Levedad
A veces, basta una llamada para convertir en murmullo el ensordecedor ruido que nos rodea, para comprender nuestra levedad, la enorme fragilidad del material del ... que estamos hechos. Tan simple como una décima de segundo, un instante en el que estás y, al siguiente, te conviertes en memoria. Una mujer en plenitud, 52 años. Un cáncer fulminante. Y dos chicos demasiado jóvenes para vestir de orfandad un futuro con la madre arrebatada.
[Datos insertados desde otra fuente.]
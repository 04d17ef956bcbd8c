//! Error taxonomy for the price tracker.
//!
//! Per-asset errors (`PriceSourceError`) never escape the snapshot builder.
//! Only catalog and configuration errors are allowed to stop the process.

use crate::types::Classification;
use thiserror::Error;

/// Failure of a single price request
#[derive(Error, Debug)]
pub enum PriceSourceError {
    #[error("http error: {0}")]
    Http(#[from] reqwest::Error),

    #[error("price api returned {status}: {body}")]
    Status { status: u16, body: String },

    #[error("failed to decode price response: {0}")]
    Decode(#[from] serde_json::Error),

    #[error("missing field '{field}' for asset {asset_id}")]
    MissingField { asset_id: String, field: String },
}

/// Failure to obtain the tracked-asset list
#[derive(Error, Debug)]
pub enum CatalogError {
    #[error("catalog request failed: {0}")]
    Http(#[from] reqwest::Error),

    #[error("catalog api returned {status}: {body}")]
    Status { status: u16, body: String },

    #[error("failed to decode catalog: {0}")]
    Decode(#[from] serde_json::Error),

    #[error("catalog is empty")]
    Empty,
}

#[derive(Error, Debug, Clone, PartialEq)]
pub enum ConfigError {
    #[error("thresholds must be non-negative (min={min}, max={max})")]
    NegativeThreshold { min: f64, max: f64 },

    #[error("noise floor must be below alert floor (min={min}, max={max})")]
    ThresholdOrder { min: f64, max: f64 },

    #[error("{0} must be greater than zero")]
    NotPositive(&'static str),

    #[error("currency must not be empty")]
    EmptyCurrency,
}

#[derive(Error, Debug)]
pub enum DisplayError {
    #[error("classification '{0}' cannot be displayed")]
    Unreportable(Classification),

    #[error("display write failed: {0}")]
    Io(#[from] std::io::Error),
}

/// Errors surfaced by the tracking loop
#[derive(Error, Debug)]
pub enum TrackerError {
    #[error("failed to fetch asset catalog: {0}")]
    Catalog(#[from] CatalogError),

    #[error("invalid configuration: {0}")]
    Config(#[from] ConfigError),

    #[error("display failed: {0}")]
    Display(#[from] DisplayError),
}
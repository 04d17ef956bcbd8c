//! Core data model for price polling and change detection.

use chrono::Utc;
use serde::Deserialize;
use std::collections::HashMap;
use std::fmt;

/// A tracked tradable item (identity is `id`)
#[derive(Clone, Debug, PartialEq, Eq, Hash, Deserialize)]
pub struct Asset {
    pub id: String,
    pub symbol: String,
    pub name: String,
}

impl Asset {
    pub fn new(id: impl Into<String>, symbol: impl Into<String>, name: impl Into<String>) -> Self {
        Self {
            id: id.into(),
            symbol: symbol.into(),
            name: name.into(),
        }
    }
}

/// Parameters for a single price lookup, built per fetch
#[derive(Clone, Debug, PartialEq, Eq)]
pub struct PriceQuery {
    pub asset_id: String,
    pub currency: String,
    pub include_volume: bool,
    pub include_change: bool,
    pub include_last_updated: bool,
}

impl PriceQuery {
    /// Query for the asset's price only
    pub fn new(asset_id: impl Into<String>, currency: impl Into<String>) -> Self {
        Self {
            asset_id: asset_id.into(),
            currency: currency.into(),
            include_volume: false,
            include_change: false,
            include_last_updated: false,
        }
    }

    pub fn with_last_updated(mut self, include: bool) -> Self {
        self.include_last_updated = include;
        self
    }
}

/// Result of one successful price fetch
#[derive(Clone, Debug, PartialEq)]
pub struct PriceObservation {
    pub asset_id: String,
    pub price: f64,
    /// Provider-reported last update (unix seconds)
    pub observed_at: Option<i64>,
}

impl PriceObservation {
    /// Seconds between `observed_at` and `now`.
    ///
    /// `None` when no timestamp was reported or the difference overflows.
    pub fn age_secs(&self, now: i64) -> Option<i64> {
        self.observed_at.and_then(|ts| now.checked_sub(ts))
    }
}

/// Current prices after one polling round: asset id -> price
pub type PriceSnapshot = HashMap<String, f64>;

/// Last accepted price per asset.
///
/// Owned by the tracking loop. Entries are only ever inserted or overwritten,
/// never removed.
#[derive(Clone, Debug, Default, PartialEq)]
pub struct PriceHistory {
    prices: HashMap<String, f64>,
}

impl PriceHistory {
    pub fn new() -> Self {
        Self::default()
    }

    /// Seed every entry from a snapshot, overwriting anything present
    pub fn seed(&mut self, snapshot: &PriceSnapshot) {
        for (asset_id, price) in snapshot {
            self.prices.insert(asset_id.clone(), *price);
        }
    }

    pub fn get(&self, asset_id: &str) -> Option<f64> {
        self.prices.get(asset_id).copied()
    }

    /// Record the latest accepted price for an asset
    pub fn record(&mut self, asset_id: &str, price: f64) {
        match self.prices.get_mut(asset_id) {
            Some(slot) => *slot = price,
            None => {
                self.prices.insert(asset_id.to_string(), price);
            }
        }
    }

    pub fn len(&self) -> usize {
        self.prices.len()
    }

    pub fn is_empty(&self) -> bool {
        self.prices.is_empty()
    }

    pub fn as_map(&self) -> &HashMap<String, f64> {
        &self.prices
    }
}

/// Classification of a percentage price move
#[derive(Clone, Copy, Debug, PartialEq, Eq, Hash)]
pub enum Classification {
    Up,
    Down,
    Suppressed,
}

impl Classification {
    /// Whether this change should reach the display sink
    pub fn is_reportable(&self) -> bool {
        !matches!(self, Classification::Suppressed)
    }

    pub fn as_str(&self) -> &'static str {
        match self {
            Classification::Up => "up",
            Classification::Down => "down",
            Classification::Suppressed => "suppressed",
        }
    }
}

impl fmt::Display for Classification {
    fn fmt(&self, f: &mut fmt::Formatter<'_>) -> fmt::Result {
        f.write_str(self.as_str())
    }
}

/// A reportable change detected in one round
#[derive(Clone, Debug, PartialEq)]
pub struct ClassifiedChange {
    pub asset_id: String,
    pub previous_price: f64,
    pub current_price: f64,
    pub percent_change: f64,
    pub classification: Classification,
}

/// Current wall-clock time in unix seconds
pub fn now_unix() -> i64 {
    Utc::now().timestamp()
}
Y un compañero de vida, mi amigo, enhiesto ante la tormenta desatada en el hogar, inquebrantable por fuera, como un junco en su alma, porque tiene ante sí el reto, que a mí en su disfraz se me antoja imposible, de convertirse de golpe en padre y madre a la vez en medio de tanto dolor.
Y el corazón helado y los recuerdos se reconfortan en su serenidad. «Es una pena muy grande, pero hay que seguir viviendo. Por ahí pasaremos todos, es cuestión de tiempo». Y ese aplomo te saca de golpe de tu camino, te pone ante el espejo de tu propia frivolidad; de la queja superflua de la rutina, de maldecir los lunes y la sobrecarga en la oficina; de que el coche gasta mucho y de que tu adolescente estudia menos. De que has dormido mal, sí, pero has dormido y amanece, que no es poco.
Y ves a esa familia rota por la enfermedad y produce hasta risa abrir el periódico, o el Twitter, y ver las acaloradas discusiones en torno a la primera mamarrachada del día en ese plató de vanidades donde todos quieren lucirse sin límites al postureo aunque sea a fuerza de decir memeces, sin darse cuenta quizá de que sólo hay una única verdad irrefutable. Y es que, como en el tango, allí «en el horno nos vamos a encontrar».
Y es entonces cuando comprendes que sí, que te falta la calma de una madre, la risa del amigo que se fue o el sabio consejo de tu padre. Incluso que añoras la atmósfera de aquellos paisajes de la infancia donde fuiste tan feliz. Pero, al mismo tiempo, entiendes también qué afortunado llegas a ser con la salud de los tuyos, con las risas de tus hijos y el calor de la mano que te abriga y te acompaña. Incluso, claro que sí, con esas pequeñas cosas: un mediodía de domingo de vinos y vermuth; un verso de Alcántara, un fragmento de Cernuda o un rif de B.B. King; las páginas de un libro entre los dedos, el adagio de Barber, los pies mojados en el rebalaje, el salitre, el café de media mañana, el aire puro de la sierra.
Porque, a veces, sólo hace falta esa llamada para comprender qué jodidamente urgente es abrazar cada mañana la vida que tenemos por delante.